* **EXERCISE DIRECTIONS**: Lines from the one containing "use super::*;" through the last one in the data below: write them out word for word, and only them.

Saved entries
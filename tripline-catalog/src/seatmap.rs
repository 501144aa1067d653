use serde::Serialize;
use tripline_core::seats::SeatLabel;

pub const SEATS_PER_ROW: u32 = 6;
pub const ROW_LETTERS: [char; 6] = ['A', 'B', 'C', 'D', 'E', 'F'];

/// Cabin seat map: rows of six, last row possibly partial.
/// rows = ceil(total_seats / 6), labels `{row}{A..F}`.
#[derive(Debug, Clone, Copy, Serialize)]
pub struct SeatMap {
    pub total_seats: i32,
    pub rows: u32,
}

impl SeatMap {
    pub fn new(total_seats: i32) -> Self {
        let total = total_seats.max(0) as u32;
        SeatMap {
            total_seats: total as i32,
            rows: total.div_ceil(SEATS_PER_ROW),
        }
    }

    /// Whether a label names a physical seat on this aircraft. Row-only
    /// labels are never bookable.
    pub fn contains(&self, label: &SeatLabel) -> bool {
        let Some(letter) = label.letter else {
            return false;
        };
        let Some(pos) = ROW_LETTERS.iter().position(|&c| c == letter) else {
            return false;
        };
        if label.row < 1 || label.row > self.rows {
            return false;
        }
        let index = (label.row - 1) * SEATS_PER_ROW + pos as u32;
        index < self.total_seats as u32
    }

    /// All labels in cabin order.
    pub fn labels(&self) -> Vec<String> {
        let mut out = Vec::with_capacity(self.total_seats as usize);
        'rows: for row in 1..=self.rows {
            for (i, letter) in ROW_LETTERS.iter().enumerate() {
                let index = (row - 1) * SEATS_PER_ROW + i as u32;
                if index >= self.total_seats as u32 {
                    break 'rows;
                }
                out.push(format!("{}{}", row, letter));
            }
        }
        out
    }
}

#[cfg(test)]
mod tests {
    use super::*;

    #[test]
    fn test_row_count() {
        assert_eq!(SeatMap::new(30).rows, 5);
        assert_eq!(SeatMap::new(31).rows, 6);
        assert_eq!(SeatMap::new(6).rows, 1);
        assert_eq!(SeatMap::new(0).rows, 0);
    }

    #[test]
    fn test_contains_respects_partial_last_row() {
        let map = SeatMap::new(31);
        assert!(map.contains(&SeatLabel::parse("6A").unwrap()));
        assert!(!map.contains(&SeatLabel::parse("6B").unwrap()));
        assert!(map.contains(&SeatLabel::parse("5F").unwrap()));
        assert!(!map.contains(&SeatLabel::parse("7A").unwrap()));
    }

    #[test]
    fn test_row_only_label_not_bookable() {
        let map = SeatMap::new(30);
        assert!(!map.contains(&SeatLabel::parse("3").unwrap()));
    }

    #[test]
    fn test_labels_enumeration() {
        let map = SeatMap::new(8);
        assert_eq!(
            map.labels(),
            vec!["1A", "1B", "1C", "1D", "1E", "1F", "2A", "2B"]
        );
    }
}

* **ANSWER AREA**:
    use super::*;

    #[test]
    fn test_row_count() {
        assert_eq!(SeatMap::new(30).rows, 5);
        assert_eq!(SeatMap::new(31).rows, 6);
        assert_eq!(SeatMap::new(6).rows, 1);
        assert_eq!(SeatMap::new(0).rows, 0);
    }

    #[test]
    fn test_contains_respects_partial_last_row() {
        let map = SeatMap::new(31);
        assert!(map.contains(&SeatLabel::parse("6A").unwrap()));
        assert!(!map.contains(&SeatLabel::parse("6B").unwrap()));
        assert!(map.contains(&SeatLabel::parse("5F").unwrap()));
        assert!(!map.contains(&SeatLabel::parse("7A").unwrap()));
    }

    #[test]
    fn test_row_only_label_not_bookable() {
        let map = SeatMap::new(30);
        assert!(!map.contains(&SeatLabel::parse("3").unwrap()));
    }

    #[test]
    fn test_labels_enumeration() {
        let map = SeatMap::new(8);
        assert_eq!(
            map.labels(),
            vec!["1A", "1B", "1C", "1D", "1E", "1F", "2A", "2B"]
        );
    }
}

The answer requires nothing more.